─── RECORDS SUPPLIED ───

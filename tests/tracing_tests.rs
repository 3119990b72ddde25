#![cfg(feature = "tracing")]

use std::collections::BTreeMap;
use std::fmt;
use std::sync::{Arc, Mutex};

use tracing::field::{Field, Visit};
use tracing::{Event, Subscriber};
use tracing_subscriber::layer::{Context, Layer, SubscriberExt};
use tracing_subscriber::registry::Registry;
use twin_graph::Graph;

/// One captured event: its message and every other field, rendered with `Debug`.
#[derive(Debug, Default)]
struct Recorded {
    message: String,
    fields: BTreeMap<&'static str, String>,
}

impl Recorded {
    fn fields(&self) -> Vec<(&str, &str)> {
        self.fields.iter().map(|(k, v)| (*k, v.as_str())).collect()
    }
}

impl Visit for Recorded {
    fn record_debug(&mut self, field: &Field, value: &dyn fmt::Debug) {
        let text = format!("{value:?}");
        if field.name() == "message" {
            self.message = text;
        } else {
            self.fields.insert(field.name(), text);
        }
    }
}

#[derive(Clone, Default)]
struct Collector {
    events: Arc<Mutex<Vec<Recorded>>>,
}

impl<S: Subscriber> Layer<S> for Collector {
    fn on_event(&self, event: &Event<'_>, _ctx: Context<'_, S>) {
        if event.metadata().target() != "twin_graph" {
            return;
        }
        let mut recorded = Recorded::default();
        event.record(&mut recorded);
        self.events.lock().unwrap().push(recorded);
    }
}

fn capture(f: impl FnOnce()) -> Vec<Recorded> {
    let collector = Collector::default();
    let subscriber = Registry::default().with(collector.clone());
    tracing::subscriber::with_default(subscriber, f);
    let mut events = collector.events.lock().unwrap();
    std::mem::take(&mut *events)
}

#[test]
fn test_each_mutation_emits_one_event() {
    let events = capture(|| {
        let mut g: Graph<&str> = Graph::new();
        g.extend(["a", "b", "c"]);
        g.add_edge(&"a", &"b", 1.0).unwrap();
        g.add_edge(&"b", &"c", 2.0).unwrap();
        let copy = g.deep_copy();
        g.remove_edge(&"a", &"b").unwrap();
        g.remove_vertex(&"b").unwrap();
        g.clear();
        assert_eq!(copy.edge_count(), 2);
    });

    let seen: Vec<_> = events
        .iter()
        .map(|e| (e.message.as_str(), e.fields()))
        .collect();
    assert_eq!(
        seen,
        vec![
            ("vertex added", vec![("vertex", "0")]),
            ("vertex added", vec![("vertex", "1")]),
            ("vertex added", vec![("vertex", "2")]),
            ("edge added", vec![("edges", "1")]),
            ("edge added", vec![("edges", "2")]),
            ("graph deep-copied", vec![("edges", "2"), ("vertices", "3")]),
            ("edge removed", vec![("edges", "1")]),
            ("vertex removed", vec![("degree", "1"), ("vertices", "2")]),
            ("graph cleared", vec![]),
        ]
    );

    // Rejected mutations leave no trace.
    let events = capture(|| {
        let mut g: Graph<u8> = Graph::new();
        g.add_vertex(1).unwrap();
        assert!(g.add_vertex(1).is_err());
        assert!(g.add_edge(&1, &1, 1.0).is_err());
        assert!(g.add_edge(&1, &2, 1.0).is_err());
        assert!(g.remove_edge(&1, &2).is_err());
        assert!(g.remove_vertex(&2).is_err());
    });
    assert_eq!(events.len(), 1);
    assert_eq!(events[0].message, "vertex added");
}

───
─── RECORDS SUPPLIED ───

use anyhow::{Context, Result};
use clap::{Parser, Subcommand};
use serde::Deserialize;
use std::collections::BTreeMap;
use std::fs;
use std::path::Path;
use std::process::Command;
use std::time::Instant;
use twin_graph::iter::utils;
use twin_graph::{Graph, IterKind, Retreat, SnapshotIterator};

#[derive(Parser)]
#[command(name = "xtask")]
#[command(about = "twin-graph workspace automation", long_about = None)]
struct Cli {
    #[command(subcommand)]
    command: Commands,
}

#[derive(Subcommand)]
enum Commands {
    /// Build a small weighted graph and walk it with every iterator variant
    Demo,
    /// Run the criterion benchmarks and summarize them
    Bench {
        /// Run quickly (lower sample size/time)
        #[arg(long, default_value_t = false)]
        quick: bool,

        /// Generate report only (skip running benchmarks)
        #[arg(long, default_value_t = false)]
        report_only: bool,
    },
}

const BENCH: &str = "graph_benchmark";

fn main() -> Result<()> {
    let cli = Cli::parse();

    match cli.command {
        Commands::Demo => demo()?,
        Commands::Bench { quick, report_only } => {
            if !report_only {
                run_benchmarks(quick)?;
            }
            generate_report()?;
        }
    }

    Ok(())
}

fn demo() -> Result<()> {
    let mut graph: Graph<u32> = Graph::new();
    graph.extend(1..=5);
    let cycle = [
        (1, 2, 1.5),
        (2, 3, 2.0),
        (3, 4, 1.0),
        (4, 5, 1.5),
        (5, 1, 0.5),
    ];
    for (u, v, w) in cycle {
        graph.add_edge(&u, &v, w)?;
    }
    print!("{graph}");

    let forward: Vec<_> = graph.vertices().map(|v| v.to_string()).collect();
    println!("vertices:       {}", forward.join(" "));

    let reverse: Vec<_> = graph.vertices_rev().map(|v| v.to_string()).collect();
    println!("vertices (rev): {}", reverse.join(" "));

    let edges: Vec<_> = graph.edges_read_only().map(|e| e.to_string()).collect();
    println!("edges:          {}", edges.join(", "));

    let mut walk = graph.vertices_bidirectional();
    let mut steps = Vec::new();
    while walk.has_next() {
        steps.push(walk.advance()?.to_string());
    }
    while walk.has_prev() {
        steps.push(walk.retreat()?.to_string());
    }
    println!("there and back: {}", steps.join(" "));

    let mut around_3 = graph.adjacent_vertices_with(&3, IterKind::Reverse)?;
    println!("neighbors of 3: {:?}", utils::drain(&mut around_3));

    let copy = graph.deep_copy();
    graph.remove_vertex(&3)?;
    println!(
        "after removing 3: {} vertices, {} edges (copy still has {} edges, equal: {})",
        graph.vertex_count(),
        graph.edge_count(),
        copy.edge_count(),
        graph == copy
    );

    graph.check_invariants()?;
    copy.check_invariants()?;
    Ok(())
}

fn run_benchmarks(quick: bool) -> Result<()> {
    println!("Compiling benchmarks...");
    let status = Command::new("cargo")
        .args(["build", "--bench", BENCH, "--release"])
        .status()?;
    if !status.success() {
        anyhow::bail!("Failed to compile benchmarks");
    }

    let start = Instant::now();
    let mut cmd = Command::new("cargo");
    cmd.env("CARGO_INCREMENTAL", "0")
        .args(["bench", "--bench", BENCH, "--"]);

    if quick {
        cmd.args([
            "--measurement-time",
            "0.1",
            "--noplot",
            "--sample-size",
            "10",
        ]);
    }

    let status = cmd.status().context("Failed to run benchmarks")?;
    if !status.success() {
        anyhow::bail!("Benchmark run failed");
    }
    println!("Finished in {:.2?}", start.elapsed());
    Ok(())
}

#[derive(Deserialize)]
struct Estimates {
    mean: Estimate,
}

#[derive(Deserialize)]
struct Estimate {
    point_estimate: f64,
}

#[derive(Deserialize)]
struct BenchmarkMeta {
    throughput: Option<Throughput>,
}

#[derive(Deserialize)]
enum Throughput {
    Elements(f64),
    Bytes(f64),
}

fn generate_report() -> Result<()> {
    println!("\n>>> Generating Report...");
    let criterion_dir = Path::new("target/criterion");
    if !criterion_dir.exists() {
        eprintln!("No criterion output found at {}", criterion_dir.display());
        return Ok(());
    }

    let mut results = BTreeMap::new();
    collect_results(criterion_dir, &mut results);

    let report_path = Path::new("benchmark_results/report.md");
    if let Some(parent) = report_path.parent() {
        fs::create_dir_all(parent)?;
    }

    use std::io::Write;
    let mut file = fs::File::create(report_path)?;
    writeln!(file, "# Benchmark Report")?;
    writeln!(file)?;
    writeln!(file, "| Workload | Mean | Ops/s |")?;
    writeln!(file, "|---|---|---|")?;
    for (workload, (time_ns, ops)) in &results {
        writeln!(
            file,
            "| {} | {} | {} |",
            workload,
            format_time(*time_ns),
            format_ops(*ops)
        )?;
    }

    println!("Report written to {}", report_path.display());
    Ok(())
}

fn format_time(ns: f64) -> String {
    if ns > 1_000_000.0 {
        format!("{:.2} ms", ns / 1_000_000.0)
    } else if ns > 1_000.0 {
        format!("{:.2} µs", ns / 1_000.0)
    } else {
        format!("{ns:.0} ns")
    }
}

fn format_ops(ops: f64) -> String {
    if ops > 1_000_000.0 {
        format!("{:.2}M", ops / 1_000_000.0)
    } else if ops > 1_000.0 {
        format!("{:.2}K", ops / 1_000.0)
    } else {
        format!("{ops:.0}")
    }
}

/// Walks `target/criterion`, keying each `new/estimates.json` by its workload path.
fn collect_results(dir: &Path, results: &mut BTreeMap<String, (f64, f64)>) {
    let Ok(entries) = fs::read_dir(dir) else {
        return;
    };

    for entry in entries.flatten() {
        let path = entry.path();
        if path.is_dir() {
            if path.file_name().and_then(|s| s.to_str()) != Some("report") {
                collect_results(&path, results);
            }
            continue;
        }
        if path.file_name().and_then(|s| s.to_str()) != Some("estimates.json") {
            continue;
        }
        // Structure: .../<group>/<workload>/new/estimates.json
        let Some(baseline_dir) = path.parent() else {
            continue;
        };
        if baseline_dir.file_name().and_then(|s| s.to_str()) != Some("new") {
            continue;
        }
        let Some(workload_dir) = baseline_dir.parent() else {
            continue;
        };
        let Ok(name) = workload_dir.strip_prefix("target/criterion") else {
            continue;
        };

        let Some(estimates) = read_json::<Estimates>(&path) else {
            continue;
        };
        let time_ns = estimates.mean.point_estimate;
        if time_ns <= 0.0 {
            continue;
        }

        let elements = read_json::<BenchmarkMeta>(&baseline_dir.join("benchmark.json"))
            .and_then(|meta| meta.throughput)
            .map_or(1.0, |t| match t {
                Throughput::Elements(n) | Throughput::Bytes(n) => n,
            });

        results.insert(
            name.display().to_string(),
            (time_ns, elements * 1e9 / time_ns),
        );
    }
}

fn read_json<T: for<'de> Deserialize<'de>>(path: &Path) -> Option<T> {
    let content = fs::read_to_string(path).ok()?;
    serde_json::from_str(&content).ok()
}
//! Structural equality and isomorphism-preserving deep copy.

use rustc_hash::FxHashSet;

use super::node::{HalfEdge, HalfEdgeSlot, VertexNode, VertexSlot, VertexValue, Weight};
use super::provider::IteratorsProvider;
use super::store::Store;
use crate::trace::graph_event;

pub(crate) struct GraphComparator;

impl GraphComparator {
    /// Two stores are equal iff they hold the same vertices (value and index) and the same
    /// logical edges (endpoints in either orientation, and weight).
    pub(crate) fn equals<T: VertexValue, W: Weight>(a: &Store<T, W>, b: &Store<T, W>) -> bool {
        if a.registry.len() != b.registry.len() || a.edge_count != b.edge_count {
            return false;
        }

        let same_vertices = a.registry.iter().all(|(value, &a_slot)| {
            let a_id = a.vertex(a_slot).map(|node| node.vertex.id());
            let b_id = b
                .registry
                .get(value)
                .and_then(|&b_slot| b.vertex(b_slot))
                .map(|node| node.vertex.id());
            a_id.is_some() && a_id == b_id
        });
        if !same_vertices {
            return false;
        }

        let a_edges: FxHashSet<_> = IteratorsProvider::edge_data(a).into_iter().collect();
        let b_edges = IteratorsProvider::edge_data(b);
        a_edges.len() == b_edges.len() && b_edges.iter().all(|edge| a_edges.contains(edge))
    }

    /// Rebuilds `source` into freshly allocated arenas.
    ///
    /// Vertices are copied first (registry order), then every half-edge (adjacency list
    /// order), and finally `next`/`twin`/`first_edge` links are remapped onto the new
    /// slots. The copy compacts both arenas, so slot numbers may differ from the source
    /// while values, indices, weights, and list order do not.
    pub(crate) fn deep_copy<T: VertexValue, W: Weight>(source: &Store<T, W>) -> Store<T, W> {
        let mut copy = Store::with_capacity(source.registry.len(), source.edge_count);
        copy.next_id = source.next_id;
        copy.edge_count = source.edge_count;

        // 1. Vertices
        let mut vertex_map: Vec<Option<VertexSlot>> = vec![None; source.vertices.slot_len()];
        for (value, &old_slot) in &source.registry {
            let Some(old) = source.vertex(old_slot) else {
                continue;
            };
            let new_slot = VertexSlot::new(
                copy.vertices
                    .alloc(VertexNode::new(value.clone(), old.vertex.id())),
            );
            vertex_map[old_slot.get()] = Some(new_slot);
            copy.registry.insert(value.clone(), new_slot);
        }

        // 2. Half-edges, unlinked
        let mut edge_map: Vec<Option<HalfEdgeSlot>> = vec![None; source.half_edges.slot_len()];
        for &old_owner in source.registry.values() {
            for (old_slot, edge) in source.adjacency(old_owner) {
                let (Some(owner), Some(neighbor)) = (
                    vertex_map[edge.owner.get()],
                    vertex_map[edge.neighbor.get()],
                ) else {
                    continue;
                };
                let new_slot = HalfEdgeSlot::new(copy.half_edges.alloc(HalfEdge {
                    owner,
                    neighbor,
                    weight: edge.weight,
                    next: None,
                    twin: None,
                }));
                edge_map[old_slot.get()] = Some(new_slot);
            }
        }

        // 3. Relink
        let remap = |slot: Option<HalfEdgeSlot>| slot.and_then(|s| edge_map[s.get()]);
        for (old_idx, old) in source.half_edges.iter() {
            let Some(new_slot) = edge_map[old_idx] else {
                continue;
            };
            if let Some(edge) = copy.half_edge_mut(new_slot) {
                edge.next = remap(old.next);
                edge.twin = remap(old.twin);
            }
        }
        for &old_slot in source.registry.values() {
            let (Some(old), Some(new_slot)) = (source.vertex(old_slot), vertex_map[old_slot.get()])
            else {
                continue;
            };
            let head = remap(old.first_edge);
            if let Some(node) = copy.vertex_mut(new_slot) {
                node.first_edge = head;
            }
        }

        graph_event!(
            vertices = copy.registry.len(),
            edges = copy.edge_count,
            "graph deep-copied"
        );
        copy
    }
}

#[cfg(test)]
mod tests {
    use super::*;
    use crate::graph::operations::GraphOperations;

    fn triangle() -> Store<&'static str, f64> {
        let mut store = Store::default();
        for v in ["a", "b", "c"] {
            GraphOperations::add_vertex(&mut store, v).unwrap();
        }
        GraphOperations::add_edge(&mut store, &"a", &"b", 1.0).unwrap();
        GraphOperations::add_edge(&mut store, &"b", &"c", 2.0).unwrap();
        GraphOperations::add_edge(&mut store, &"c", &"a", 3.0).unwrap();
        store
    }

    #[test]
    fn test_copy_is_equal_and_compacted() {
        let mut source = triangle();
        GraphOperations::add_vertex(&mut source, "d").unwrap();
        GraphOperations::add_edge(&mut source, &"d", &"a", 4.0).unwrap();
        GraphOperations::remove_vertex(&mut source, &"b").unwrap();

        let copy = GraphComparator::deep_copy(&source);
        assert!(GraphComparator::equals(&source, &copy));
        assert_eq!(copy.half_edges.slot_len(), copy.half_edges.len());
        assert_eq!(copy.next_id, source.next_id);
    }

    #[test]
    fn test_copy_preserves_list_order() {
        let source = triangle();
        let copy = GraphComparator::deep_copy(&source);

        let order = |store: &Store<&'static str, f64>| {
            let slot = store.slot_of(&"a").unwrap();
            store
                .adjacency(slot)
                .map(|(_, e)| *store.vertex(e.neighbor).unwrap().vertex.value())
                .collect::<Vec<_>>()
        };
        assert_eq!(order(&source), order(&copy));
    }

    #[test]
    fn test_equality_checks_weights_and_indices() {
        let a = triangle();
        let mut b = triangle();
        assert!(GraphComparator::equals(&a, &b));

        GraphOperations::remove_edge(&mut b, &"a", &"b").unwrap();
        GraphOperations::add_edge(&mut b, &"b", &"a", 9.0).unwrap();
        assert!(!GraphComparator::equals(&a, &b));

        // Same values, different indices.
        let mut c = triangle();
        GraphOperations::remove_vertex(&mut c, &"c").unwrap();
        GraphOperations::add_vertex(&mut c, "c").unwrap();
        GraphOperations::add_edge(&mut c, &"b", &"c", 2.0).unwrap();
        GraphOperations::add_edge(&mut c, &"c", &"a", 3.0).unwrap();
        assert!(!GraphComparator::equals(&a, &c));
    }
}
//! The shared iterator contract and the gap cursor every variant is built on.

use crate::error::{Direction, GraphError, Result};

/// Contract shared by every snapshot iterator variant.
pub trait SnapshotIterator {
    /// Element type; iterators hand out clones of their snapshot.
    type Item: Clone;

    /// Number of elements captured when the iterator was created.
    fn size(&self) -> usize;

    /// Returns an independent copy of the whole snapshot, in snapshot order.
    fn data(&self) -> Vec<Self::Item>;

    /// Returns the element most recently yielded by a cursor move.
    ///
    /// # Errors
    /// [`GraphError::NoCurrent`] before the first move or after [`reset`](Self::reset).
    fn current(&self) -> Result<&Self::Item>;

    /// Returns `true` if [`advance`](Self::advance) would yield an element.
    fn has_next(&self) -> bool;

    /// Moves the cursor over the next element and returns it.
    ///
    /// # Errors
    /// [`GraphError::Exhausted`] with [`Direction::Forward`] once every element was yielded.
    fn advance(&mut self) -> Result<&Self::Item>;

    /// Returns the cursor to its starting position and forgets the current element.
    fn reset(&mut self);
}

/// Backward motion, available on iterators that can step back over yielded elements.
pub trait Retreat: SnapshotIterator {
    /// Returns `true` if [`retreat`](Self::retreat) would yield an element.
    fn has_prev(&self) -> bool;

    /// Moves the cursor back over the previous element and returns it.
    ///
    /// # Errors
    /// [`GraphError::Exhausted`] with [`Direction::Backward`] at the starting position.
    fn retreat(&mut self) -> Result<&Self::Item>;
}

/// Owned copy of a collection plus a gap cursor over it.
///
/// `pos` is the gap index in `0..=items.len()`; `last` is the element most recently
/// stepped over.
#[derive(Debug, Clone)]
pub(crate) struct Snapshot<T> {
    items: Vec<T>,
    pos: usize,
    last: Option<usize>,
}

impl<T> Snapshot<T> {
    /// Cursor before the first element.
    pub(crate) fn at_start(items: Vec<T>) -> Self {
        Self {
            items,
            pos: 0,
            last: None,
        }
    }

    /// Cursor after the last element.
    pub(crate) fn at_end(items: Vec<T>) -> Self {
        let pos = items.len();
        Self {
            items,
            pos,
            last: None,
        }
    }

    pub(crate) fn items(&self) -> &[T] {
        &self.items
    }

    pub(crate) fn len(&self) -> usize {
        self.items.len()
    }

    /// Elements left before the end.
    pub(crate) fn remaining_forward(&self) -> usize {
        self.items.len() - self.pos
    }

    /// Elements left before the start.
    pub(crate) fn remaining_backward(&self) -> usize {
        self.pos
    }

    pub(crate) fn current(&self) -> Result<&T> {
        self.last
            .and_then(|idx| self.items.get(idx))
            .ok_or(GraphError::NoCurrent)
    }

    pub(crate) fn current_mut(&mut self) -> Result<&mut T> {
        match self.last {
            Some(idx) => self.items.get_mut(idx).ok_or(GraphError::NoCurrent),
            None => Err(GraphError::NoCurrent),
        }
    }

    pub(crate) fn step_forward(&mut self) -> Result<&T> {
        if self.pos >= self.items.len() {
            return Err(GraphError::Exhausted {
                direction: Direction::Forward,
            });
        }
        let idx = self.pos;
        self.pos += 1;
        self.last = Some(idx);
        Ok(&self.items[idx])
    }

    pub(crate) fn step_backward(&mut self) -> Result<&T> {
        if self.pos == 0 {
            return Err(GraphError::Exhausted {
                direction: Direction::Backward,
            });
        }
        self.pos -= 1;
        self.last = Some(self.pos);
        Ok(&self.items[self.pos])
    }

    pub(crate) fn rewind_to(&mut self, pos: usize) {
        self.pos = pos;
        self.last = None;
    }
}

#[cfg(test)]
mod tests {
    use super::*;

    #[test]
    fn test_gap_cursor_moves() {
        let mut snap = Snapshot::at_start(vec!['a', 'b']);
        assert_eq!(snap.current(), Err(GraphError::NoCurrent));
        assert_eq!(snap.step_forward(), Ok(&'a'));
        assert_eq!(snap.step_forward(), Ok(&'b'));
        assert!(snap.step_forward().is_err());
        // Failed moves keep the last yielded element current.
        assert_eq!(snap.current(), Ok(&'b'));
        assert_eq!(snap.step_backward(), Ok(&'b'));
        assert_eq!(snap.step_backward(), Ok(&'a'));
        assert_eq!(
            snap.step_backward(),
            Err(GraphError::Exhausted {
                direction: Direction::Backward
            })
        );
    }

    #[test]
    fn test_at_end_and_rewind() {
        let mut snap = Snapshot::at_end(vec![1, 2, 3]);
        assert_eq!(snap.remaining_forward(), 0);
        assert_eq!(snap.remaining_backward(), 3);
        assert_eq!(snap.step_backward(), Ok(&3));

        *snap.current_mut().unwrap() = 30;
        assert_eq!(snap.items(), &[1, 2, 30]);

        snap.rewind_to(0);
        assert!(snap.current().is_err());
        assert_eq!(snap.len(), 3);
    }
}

───

## EXERCISE:
What you return should be exactly the lines above, starting at the one with "filename tests/tracing_tests.rs" and ending at the one with "event.record(&mut recorded);", and nothing else.

## RESPONSE TO THE TASK:
filename tests/tracing_tests.rs
repository 3119990b72ddde25
#![cfg(feature = "tracing")]

use std::collections::BTreeMap;
use std::fmt;
use std::sync::{Arc, Mutex};

use tracing::field::{Field, Visit};
use tracing::{Event, Subscriber};
use tracing_subscriber::layer::{Context, Layer, SubscriberExt};
use tracing_subscriber::registry::Registry;
use twin_graph::Graph;

/// One captured event: its message and every other field, rendered with `Debug`.
#[derive(Debug, Default)]
struct Recorded {
    message: String,
    fields: BTreeMap<&'static str, String>,
}

impl Recorded {
    fn fields(&self) -> Vec<(&str, &str)> {
        self.fields.iter().map(|(k, v)| (*k, v.as_str())).collect()
    }
}

impl Visit for Recorded {
    fn record_debug(&mut self, field: &Field, value: &dyn fmt::Debug) {
        let text = format!("{value:?}");
        if field.name() == "message" {
            self.message = text;
        } else {
            self.fields.insert(field.name(), text);
        }
    }
}

#[derive(Clone, Default)]
struct Collector {
    events: Arc<Mutex<Vec<Recorded>>>,
}

impl<S: Subscriber> Layer<S> for Collector {
    fn on_event(&self, event: &Event<'_>, _ctx: Context<'_, S>) {
        if event.metadata().target() != "twin_graph" {
            return;
        }
        let mut recorded = Recorded::default();
        event.record(&mut recorded);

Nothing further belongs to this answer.